We will never forget… 1993

September 11, 2007 at 4:32 pm (Politics thoughts, Pop thoughts)

Today, September 11th, 2007 marks the 6th anniversary of the worst attack of terrorism to ever strike the Untied States. Throughout the day you may read, hear or see a number or tributes, memorials and specials dedicated to the memory of those who lost their lives that day. The phrase you will hear accompanying each media special is inevitably, “we will never forget.”

Will we really never forget?

Have we actually learned anything from those events that would qualify as worth a lifetime of remembrance?

Haven’t we already forgotten about 1993?

February 26, 1993

(The two-year anniversary of Iraqi troops withdrawal from Kuwait. Indicating the coalition forces had gained “victory” in the first Gulf War.)

“On February 26, 1993, a bomb set by terrorists exploded below this site. This horrible act of violence killed innocent people, injured thousands, and made victims of us all.”

That was the inscription on a large granite memorial fountain located directly above the site of the explosion the first time Islamic fundamentalist tried to destroy the World Trade Center.

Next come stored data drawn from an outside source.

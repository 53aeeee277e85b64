//! Approval requests raised during onboarding.
//!
//! The only automatic source today is an unsupported phone; each such phone
//! gets at most one approval, keyed by its id. An approval is decided once.

use serde::{Deserialize, Serialize};

use crate::device::Phone;
use crate::error::CoreError;
use crate::types::{EntityId, Timestamp};

#[derive(Debug, Clone, Copy, Default, PartialEq, Eq, Serialize, Deserialize)]
#[serde(rename_all = "SCREAMING_SNAKE_CASE")]
pub enum ApprovalStatus {
    #[default]
    Pending,
    Approved,
    Rejected,
}

impl ApprovalStatus {
    pub fn as_str(&self) -> &'static str {
        match self {
            Self::Pending => "PENDING",
            Self::Approved => "APPROVED",
            Self::Rejected => "REJECTED",
        }
    }
}

#[derive(Debug, Clone, Copy, PartialEq, Eq, Serialize, Deserialize)]
#[serde(rename_all = "SCREAMING_SNAKE_CASE")]
pub enum ApprovalKind {
    UnsupportedDevice,
    ConfigurationException,
}

/// What the approval is about. `location_id` ties it to a location.
#[derive(Debug, Clone, Default, PartialEq, Eq, Serialize, Deserialize)]
#[serde(rename_all = "camelCase")]
pub struct ApprovalMetadata {
    pub location_id: EntityId,
    #[serde(default, skip_serializing_if = "Option::is_none")]
    pub phone_id: Option<EntityId>,
    #[serde(default, skip_serializing_if = "Option::is_none")]
    pub brand: Option<String>,
    #[serde(default, skip_serializing_if = "Option::is_none")]
    pub model: Option<String>,
}

#[derive(Debug, Clone, PartialEq, Eq, Serialize, Deserialize)]
#[serde(rename_all = "camelCase")]
pub struct Approval {
    pub id: EntityId,
    pub kind: ApprovalKind,
    pub status: ApprovalStatus,
    pub metadata: ApprovalMetadata,
    #[serde(default)]
    pub notes: Option<String>,
    pub requested_by: String,
    pub requested_at: Timestamp,
    #[serde(default)]
    pub decided_by: Option<String>,
    #[serde(default)]
    pub decided_at: Option<Timestamp>,
    #[serde(default)]
    pub rejection_reason: Option<String>,
}

impl Approval {
    pub fn new(
        id: impl Into<String>,
        kind: ApprovalKind,
        metadata: ApprovalMetadata,
        requested_by: impl Into<String>,
        now: Timestamp,
    ) -> Self {
        Self {
            id: id.into(),
            kind,
            status: ApprovalStatus::Pending,
            metadata,
            notes: None,
            requested_by: requested_by.into(),
            requested_at: now,
            decided_by: None,
            decided_at: None,
            rejection_reason: None,
        }
    }

    /// A pending approval for keeping an unsupported phone.
    pub fn for_unsupported_phone(
        id: impl Into<String>,
        phone: &Phone,
        requested_by: impl Into<String>,
        now: Timestamp,
    ) -> Self {
        let mut approval = Self::new(
            id,
            ApprovalKind::UnsupportedDevice,
            ApprovalMetadata {
                location_id: phone.location_id.clone(),
                phone_id: Some(phone.id.clone()),
                brand: Some(phone.brand.clone()),
                model: Some(phone.model.clone()),
            },
            requested_by,
            now,
        );
        approval.notes = Some(format!(
            "{} {} is not a supported device",
            phone.brand, phone.model
        ));
        approval
    }

    pub fn is_pending(&self) -> bool {
        self.status == ApprovalStatus::Pending
    }

    pub fn is_for_phone(&self, phone_id: &str) -> bool {
        self.metadata.phone_id.as_deref() == Some(phone_id)
    }

    fn ensure_pending(&self) -> Result<(), CoreError> {
        if self.is_pending() {
            Ok(())
        } else {
            Err(CoreError::Conflict(format!(
                "Approval {} has already been decided ({})",
                self.id,
                self.status.as_str()
            )))
        }
    }

    pub fn approve(&mut self, actor: impl Into<String>, now: Timestamp) -> Result<(), CoreError> {
        self.ensure_pending()?;
        self.status = ApprovalStatus::Approved;
        self.decided_by = Some(actor.into());
        self.decided_at = Some(now);
        Ok(())
    }

    pub fn reject(
        &mut self,
        actor: impl Into<String>,
        reason: Option<String>,
        now: Timestamp,
    ) -> Result<(), CoreError> {
        self.ensure_pending()?;
        self.status = ApprovalStatus::Rejected;
        self.decided_by = Some(actor.into());
        self.decided_at = Some(now);
        self.rejection_reason = reason;
        Ok(())
    }
}
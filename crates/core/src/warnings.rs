//! Dashboard blockers and warnings.
//!
//! Blockers stop a location from moving forward (pending approvals,
//! unsupported phones). Warnings flag data that is probably incomplete but
//! does not block anything on its own.

use serde::Serialize;

use crate::device::Phone;
use crate::onboarding::{
    DeviceOwnershipDecision, LocationOnboarding, OwnedDevices, PurchaseDecision,
};

#[derive(Debug, Clone, Copy, Default, PartialEq, Eq, Serialize)]
#[serde(rename_all = "camelCase")]
pub struct LocationBlockers {
    pub pending_approvals: usize,
    pub has_unsupported_phones: bool,
}

#[derive(Debug, Clone, Copy, Default, PartialEq, Eq, Serialize)]
#[serde(rename_all = "camelCase")]
pub struct LocationWarningFlags {
    pub missing_devices: bool,
    pub incomplete_call_flow: bool,
}

/// Blockers and warnings for one location. The default is the "nothing to
/// report" value used whenever the inputs cannot be computed.
#[derive(Debug, Clone, Copy, Default, PartialEq, Eq, Serialize)]
#[serde(rename_all = "camelCase")]
pub struct LocationWarnings {
    pub blockers: LocationBlockers,
    pub warnings: LocationWarningFlags,
}

/// Compute a location's warnings from already-loaded inputs.
///
/// Without an onboarding record only the phone- and approval-derived
/// blockers can be known; both warning flags stay `false`.
pub fn location_warnings(
    onboarding: Option<&LocationOnboarding>,
    phones: &[Phone],
    pending_approvals: usize,
) -> LocationWarnings {
    LocationWarnings {
        blockers: LocationBlockers {
            pending_approvals,
            has_unsupported_phones: phones.iter().any(|p| p.is_unsupported),
        },
        warnings: LocationWarningFlags {
            missing_devices: onboarding.is_some_and(|o| missing_devices(o, phones.len())),
            incomplete_call_flow: onboarding.is_some_and(incomplete_call_flow),
        },
    }
}

/// Whether the location looks like it has no devices described yet.
///
/// Unanswered questions never count as missing: there is nothing to judge
/// until the customer has picked a branch.
pub fn missing_devices(onboarding: &LocationOnboarding, phone_count: usize) -> bool {
    let purchase_flow_missing = |purchase: PurchaseDecision| match purchase {
        PurchaseDecision::Unanswered => false,
        PurchaseDecision::ManualEntry => phone_count == 0,
        PurchaseDecision::Catalog => onboarding.device_catalog_selections.is_empty(),
    };

    match onboarding.device_decision() {
        DeviceOwnershipDecision::Legacy => match onboarding.total_devices {
            Some(total) => total == 0,
            None => phone_count == 0,
        },
        DeviceOwnershipDecision::Unanswered => false,
        DeviceOwnershipDecision::Owned(OwnedDevices::Unanswered) => false,
        DeviceOwnershipDecision::Owned(OwnedDevices::YealinkOrPolycom) => phone_count == 0,
        DeviceOwnershipDecision::Owned(OwnedDevices::OtherBrand(purchase))
        | DeviceOwnershipDecision::NotOwned(purchase) => purchase_flow_missing(purchase),
    }
}

/// Whether calls have nowhere to go yet.
pub fn incomplete_call_flow(onboarding: &LocationOnboarding) -> bool {
    if onboarding.is_ivr_enabled() {
        onboarding.ivr_options.is_empty()
            || onboarding.ivr_options.iter().any(|o| o.targets.is_empty())
    } else {
        onboarding.direct_ring_users.is_empty() && onboarding.direct_ring_extensions.is_empty()
    }
}

// ---------------------------------------------------------------------------
// Account rollup
// ---------------------------------------------------------------------------

#[derive(Debug, Clone, Copy, Default, PartialEq, Eq, Serialize)]
#[serde(rename_all = "camelCase")]
pub struct AccountBlockers {
    /// Total pending approvals across all locations.
    pub pending_approvals: usize,
    /// Number of locations with at least one unsupported phone.
    pub locations_with_unsupported_phones: usize,
}

#[derive(Debug, Clone, Copy, Default, PartialEq, Eq, Serialize)]
#[serde(rename_all = "camelCase")]
pub struct AccountWarningCounts {
    pub locations_missing_devices: usize,
    pub locations_with_incomplete_call_flow: usize,
}

#[derive(Debug, Clone, Copy, Default, PartialEq, Eq, Serialize)]
#[serde(rename_all = "camelCase")]
pub struct AccountWarnings {
    pub location_count: usize,
    pub blockers: AccountBlockers,
    pub warnings: AccountWarningCounts,
}

/// Roll location results up to account level; flags become location counts.
pub fn aggregate_account_warnings<'a>(
    locations: impl IntoIterator<Item = &'a LocationWarnings>,
) -> AccountWarnings {
    locations
        .into_iter()
        .fold(AccountWarnings::default(), |mut acc, loc| {
            acc.location_count += 1;
            acc.blockers.pending_approvals += loc.blockers.pending_approvals;
            acc.blockers.locations_with_unsupported_phones +=
                usize::from(loc.blockers.has_unsupported_phones);
            acc.warnings.locations_missing_devices += usize::from(loc.warnings.missing_devices);
            acc.warnings.locations_with_incomplete_call_flow +=
                usize::from(loc.warnings.incomplete_call_flow);
            acc
        })
}
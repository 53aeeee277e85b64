use std::collections::HashSet;

use voicestack_core::error::CoreError;
use voicestack_core::extensions::{ExtensionSeries, ExtensionSeriesConfig};

use crate::context::EngineContext;
use crate::error::{EngineError, EngineResult};

/// Extension series per location: creation, candidate generation,
/// availability checks and reservation.
#[derive(Clone)]
pub struct ExtensionAllocator {
    ctx: EngineContext,
}

impl ExtensionAllocator {
    pub fn new(ctx: EngineContext) -> Self {
        Self { ctx }
    }

    /// Create the location's series, or merge into the existing one.
    pub async fn create_extension_series(
        &self,
        config: ExtensionSeriesConfig,
    ) -> EngineResult<ExtensionSeries> {
        let series = ExtensionSeries::from_config(config)?;
        let series = self.ctx.store.upsert_series(series).await?;

        tracing::info!(
            location_id = %series.location_id,
            start_range = series.start_range,
            end_range = series.end_range,
            reserved = series.reserved_extensions.len(),
            "Extension series saved",
        );
        Ok(series)
    }

    /// The first `count` free extensions. Nothing is reserved; call
    /// [`reserve_extension`](Self::reserve_extension) to claim one.
    pub async fn generate_available_extensions(
        &self,
        location_id: &str,
        count: usize,
    ) -> EngineResult<Vec<String>> {
        let series = self.series(location_id).await?;
        let assigned = self.assigned_extensions(location_id).await?;
        Ok(series.generate_available(count, &assigned)?)
    }

    /// Without a series any extension not held by a phone is available.
    pub async fn is_extension_available(
        &self,
        location_id: &str,
        extension: &str,
    ) -> EngineResult<bool> {
        let assigned = self.assigned_extensions(location_id).await?;
        Ok(match self.ctx.store.get_series(location_id).await? {
            Some(series) => series.is_available(extension, &assigned),
            None => !assigned.contains(extension),
        })
    }

    /// Claim an in-range extension for the location.
    pub async fn reserve_extension(
        &self,
        location_id: &str,
        extension: &str,
    ) -> EngineResult<ExtensionSeries> {
        let series = self.series(location_id).await?;
        if !series.contains(extension) {
            return Err(CoreError::Validation(format!(
                "Extension {extension} is outside the series {}-{} for location {location_id}",
                series.start_range, series.end_range
            ))
            .into());
        }

        let series = self.ctx.store.reserve_extension(location_id, extension).await?;
        tracing::info!(location_id, extension, "Extension reserved");
        Ok(series)
    }

    async fn series(&self, location_id: &str) -> EngineResult<ExtensionSeries> {
        self.ctx
            .store
            .get_series(location_id)
            .await?
            .ok_or_else(|| EngineError::not_found("Extension series", location_id))
    }

    async fn assigned_extensions(&self, location_id: &str) -> EngineResult<HashSet<String>> {
        Ok(self
            .ctx
            .store
            .list_phones(location_id)
            .await?
            .iter()
            .filter_map(|p| p.extension_number().map(str::to_string))
            .collect())
    }
}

In case you forgot, the names of those 6 people were,

Bob Kirkpatrick

Steven Knapp

Bill Macko

Monica Rodriguez Smith

Wilfred Mercado

John DiGiovanni

That memorial was destroyed 6 years ago. A small piece with the name “John” is all the remains. For more read here.

You may have also forgotten that it was a marginalized group of Muslims from Egypt, Iraq, Kuwait and Palestine who planned, financed and executed this attack. And of those convicted of perpetrating this crime, not one received the death penalty.

October 3-4, 1993

The Battle of Mogadishu.

This battle is probably best recalled by reading the book Black Hawk Down: A Story of Modern War or watching the film Black Hawk Down.

If you aren’t familiar with the battle, it was a failed operation to capture the Muslim warlord, Mohamed Farrah Aidid. The primary intent of his capture was to help stabilize the region and bring peace to a nation in utter chaos. The chaos impacted United States soldiers as the operation failed and 18 soldiers lost their lives.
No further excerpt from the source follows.